In 2010, MCAF awarded a grant to the Nature Conservation Foundation (NCF) in India to study coral reef resilience in the Lakshadweep Archipelago, a group of islands in the Indian Ocean. The reefs of this archipelago were severely impacted by coral bleaching events in 1998 and 2010. The goal of NCF’s project was to assess the reefs’ responses (both resistance and recovery) in the wake of these bleaching events, in hopes of understanding how they might weather the effects of climate change over the long term.
The NCF team, lead by Rohan Arthur, Ph.D., surveyed 42 sites in the archipelago, measuring 30 different ecological and environmental characteristics to calculate a resilience score for each reef. Dr. Arthur’s team has been monitoring changes in these reefs since 1998, allowing them to relate these environmental characteristics with known patterns of resilience responses. The team has identified that reefs across the archipelago vary considerably in their responses to the stress of higher ocean temperatures. So, while some reefs are very susceptible to bleaching, others are highly resilient and still others are highly dynamic—bleaching, dying and then recovering very quickly after ocean warming events. The team is now trying to understand what factors drive these different responses.
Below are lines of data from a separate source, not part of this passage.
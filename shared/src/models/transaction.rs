//! Ledger transaction models

use chrono::{DateTime, Utc};
use rust_decimal::Decimal;
use serde::{Deserialize, Serialize};

use crate::types::{PaymentMethod, CUSTOMER_LOCATION, SUPPLIER_LOCATION};

/// A requested movement or change of stock
#[derive(Debug, Clone, Serialize, Deserialize, PartialEq)]
pub struct Transaction {
    pub id: String,
    pub product_id: String,
    pub batch_number: String,
    /// Units moved; for adjustments, the counted absolute quantity
    pub quantity: u32,
    #[serde(flatten)]
    pub kind: TransactionKind,
    pub status: TransactionStatus,
    pub created_at: DateTime<Utc>,
    #[serde(default, skip_serializing_if = "Option::is_none")]
    pub confirmed_at: Option<DateTime<Utc>>,
}

/// Kind-specific payload, tagged by transaction type
#[derive(Debug, Clone, Serialize, Deserialize, PartialEq)]
#[serde(tag = "type", rename_all = "SCREAMING_SNAKE_CASE")]
pub enum TransactionKind {
    /// Goods leave a branch to a customer
    Sale {
        from_id: String,
        unit_price: Decimal,
        #[serde(default)]
        tax_amount: Decimal,
        #[serde(default)]
        discount_amount: Decimal,
        #[serde(default)]
        payment_method: PaymentMethod,
        #[serde(default, skip_serializing_if = "Option::is_none")]
        customer_id: Option<String>,
    },
    /// Goods come back from a customer
    Return {
        to_id: String,
        #[serde(default, skip_serializing_if = "Option::is_none")]
        customer_id: Option<String>,
    },
    Restock {
        to_id: String,
    },
    Purchase {
        to_id: String,
        #[serde(default, skip_serializing_if = "Option::is_none")]
        supplier_id: Option<String>,
        #[serde(default, skip_serializing_if = "Option::is_none")]
        unit_cost: Option<Decimal>,
    },
    Transfer {
        from_id: String,
        to_id: String,
    },
    /// Absolute correction, e.g. from a physical count
    Adjustment {
        from_id: String,
        #[serde(default, skip_serializing_if = "Option::is_none")]
        reason: Option<String>,
    },
    /// Replenishment ask recorded on the ledger; moves no stock
    Request {
        from_id: String,
        to_id: String,
    },
}

impl TransactionKind {
    pub fn type_name(&self) -> &'static str {
        match self {
            TransactionKind::Sale { .. } => "SALE",
            TransactionKind::Return { .. } => "RETURN",
            TransactionKind::Restock { .. } => "RESTOCK",
            TransactionKind::Purchase { .. } => "PURCHASE",
            TransactionKind::Transfer { .. } => "TRANSFER",
            TransactionKind::Adjustment { .. } => "ADJUSTMENT",
            TransactionKind::Request { .. } => "REQUEST",
        }
    }

    /// Location the goods leave from
    pub fn from_id(&self) -> &str {
        match self {
            TransactionKind::Sale { from_id, .. }
            | TransactionKind::Transfer { from_id, .. }
            | TransactionKind::Adjustment { from_id, .. }
            | TransactionKind::Request { from_id, .. } => from_id,
            TransactionKind::Return { .. } => CUSTOMER_LOCATION,
            TransactionKind::Restock { .. } | TransactionKind::Purchase { .. } => SUPPLIER_LOCATION,
        }
    }

    /// Location the goods arrive at
    pub fn to_id(&self) -> &str {
        match self {
            TransactionKind::Return { to_id, .. }
            | TransactionKind::Restock { to_id }
            | TransactionKind::Purchase { to_id, .. }
            | TransactionKind::Transfer { to_id, .. }
            | TransactionKind::Request { to_id, .. } => to_id,
            TransactionKind::Sale { .. } => CUSTOMER_LOCATION,
            TransactionKind::Adjustment { from_id, .. } => from_id,
        }
    }

    pub fn customer_id(&self) -> Option<&str> {
        match self {
            TransactionKind::Sale { customer_id, .. }
            | TransactionKind::Return { customer_id, .. } => customer_id.as_deref(),
            _ => None,
        }
    }
}

impl Transaction {
    /// Build a new pending transaction
    pub fn pending(
        id: impl Into<String>,
        product_id: impl Into<String>,
        batch_number: impl Into<String>,
        quantity: u32,
        kind: TransactionKind,
        created_at: DateTime<Utc>,
    ) -> Self {
        Self {
            id: id.into(),
            product_id: product_id.into(),
            batch_number: batch_number.into(),
            quantity,
            kind,
            status: TransactionStatus::Pending,
            created_at,
            confirmed_at: None,
        }
    }

    pub fn type_name(&self) -> &'static str {
        self.kind.type_name()
    }

    pub fn is_sale(&self) -> bool {
        matches!(self.kind, TransactionKind::Sale { .. })
    }

    /// Gross sale value (unit price × quantity, saturating), zero for non-sales
    pub fn sale_value(&self) -> Decimal {
        match &self.kind {
            TransactionKind::Sale { unit_price, .. } => {
                unit_price.saturating_mul(Decimal::from(self.quantity))
            }
            _ => Decimal::ZERO,
        }
    }
}

/// Lifecycle of a transaction
#[derive(Debug, Clone, Copy, Serialize, Deserialize, PartialEq, Eq)]
#[serde(rename_all = "SCREAMING_SNAKE_CASE")]
pub enum TransactionStatus {
    Pending,
    InTransit,
    Confirmed,
    Cancelled,
}

impl TransactionStatus {
    /// Only pending and in-transit transactions may still be applied
    pub fn is_open(&self) -> bool {
        matches!(self, TransactionStatus::Pending | TransactionStatus::InTransit)
    }
}

impl std::fmt::Display for TransactionStatus {
    fn fmt(&self, f: &mut std::fmt::Formatter<'_>) -> std::fmt::Result {
        match self {
            TransactionStatus::Pending => write!(f, "PENDING"),
            TransactionStatus::InTransit => write!(f, "IN_TRANSIT"),
            TransactionStatus::Confirmed => write!(f, "CONFIRMED"),
            TransactionStatus::Cancelled => write!(f, "CANCELLED"),
        }
    }
}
During the survey, the research team measured 30 environmental and ecological parameters at each site, including the presence of bleached coral, as well the number of fish and invertebrate species. Photo: Rohan Arthur, Nature Conservation Foundation
Although this research is at an early stage, these findings could one day help guide management decisions. Reefs identified as having the greatest potential to survive long-term climate change could be strategically protected from human influences such as overfishing. In the meantime, Dr. Arthur and his team will continue studying the Lakshadweep Archipelago to better understand what the future may hold for these endangered ecosystems.